DATA LISTING section start

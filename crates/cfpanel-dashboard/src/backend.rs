//! Backend seam for the dashboard.

use async_trait::async_trait;
use cfpanel_client::PanelClient;
use cfpanel_core::{
    BackendCheck, BindingList, ChangePasswordRequest, Message, NodeLaunch, NodeRequest,
    RegisterRequest, Registration, Reply, Result, RunResult, TempTunnel, TempTunnelRequest,
    ZoneList,
};

/// The backend routes the dashboard talks to.
///
/// Implemented by [`PanelClient`]; tests substitute an in-memory fake.
#[async_trait]
pub trait PanelApi: Send + Sync {
    /// `POST /login`
    async fn login(&self, username: &str, password: &str) -> Result<Reply<Message>>;

    /// `POST /logout`, reporting whether the status was a success
    async fn logout(&self) -> Result<bool>;

    /// `POST /api/change_password`
    async fn change_password(&self, request: &ChangePasswordRequest) -> Result<Reply<Message>>;

    /// `POST /api/temp_tunnel`
    async fn temp_tunnel(&self, request: &TempTunnelRequest) -> Result<Reply<TempTunnel>>;

    /// `POST /api/zones`
    async fn zones(&self, token: &str) -> Result<Reply<ZoneList>>;

    /// `POST /api/register`
    async fn register(&self, request: &RegisterRequest) -> Result<Reply<Registration>>;

    /// `GET /api/list`
    async fn list(&self) -> Result<Reply<BindingList>>;

    /// `POST /api/run`
    async fn run(&self, domain: &str) -> Result<Reply<RunResult>>;

    /// `POST /api/delete`
    async fn delete(&self, domain: &str) -> Result<Reply<Message>>;

    /// `POST /api/start_node`
    async fn start_node(&self, request: &NodeRequest) -> Result<Reply<NodeLaunch>>;

    /// `GET /api/check`
    async fn check(&self) -> Result<BackendCheck>;
}

#[async_trait]
impl PanelApi for PanelClient {
    async fn login(&self, username: &str, password: &str) -> Result<Reply<Message>> {
        self.auth().login(username, password).await
    }

    async fn logout(&self) -> Result<bool> {
        self.auth().logout().await
    }

    async fn change_password(&self, request: &ChangePasswordRequest) -> Result<Reply<Message>> {
        self.auth().change_password(request).await
    }

    async fn temp_tunnel(&self, request: &TempTunnelRequest) -> Result<Reply<TempTunnel>> {
        self.tunnels().temp_tunnel(request).await
    }

    async fn zones(&self, token: &str) -> Result<Reply<ZoneList>> {
        PanelClient::zones(self).list(token).await
    }

    async fn register(&self, request: &RegisterRequest) -> Result<Reply<Registration>> {
        PanelClient::zones(self).register(request).await
    }

    async fn list(&self) -> Result<Reply<BindingList>> {
        self.bindings().list().await
    }

    async fn run(&self, domain: &str) -> Result<Reply<RunResult>> {
        self.bindings().run(domain).await
    }

    async fn delete(&self, domain: &str) -> Result<Reply<Message>> {
        self.bindings().delete(domain).await
    }

    async fn start_node(&self, request: &NodeRequest) -> Result<Reply<NodeLaunch>> {
        self.tunnels().start_node(request).await
    }

    async fn check(&self) -> Result<BackendCheck> {
        self.system().check().await
    }
}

DATA LISTING section end

Please copy each line of the records above in which the word "dashboard" can be found.

=== EXERCISE RESULT ===
filename crates/cfpanel-dashboard/src/backend.rs
//! Backend seam for the dashboard.
/// The backend routes the dashboard talks to.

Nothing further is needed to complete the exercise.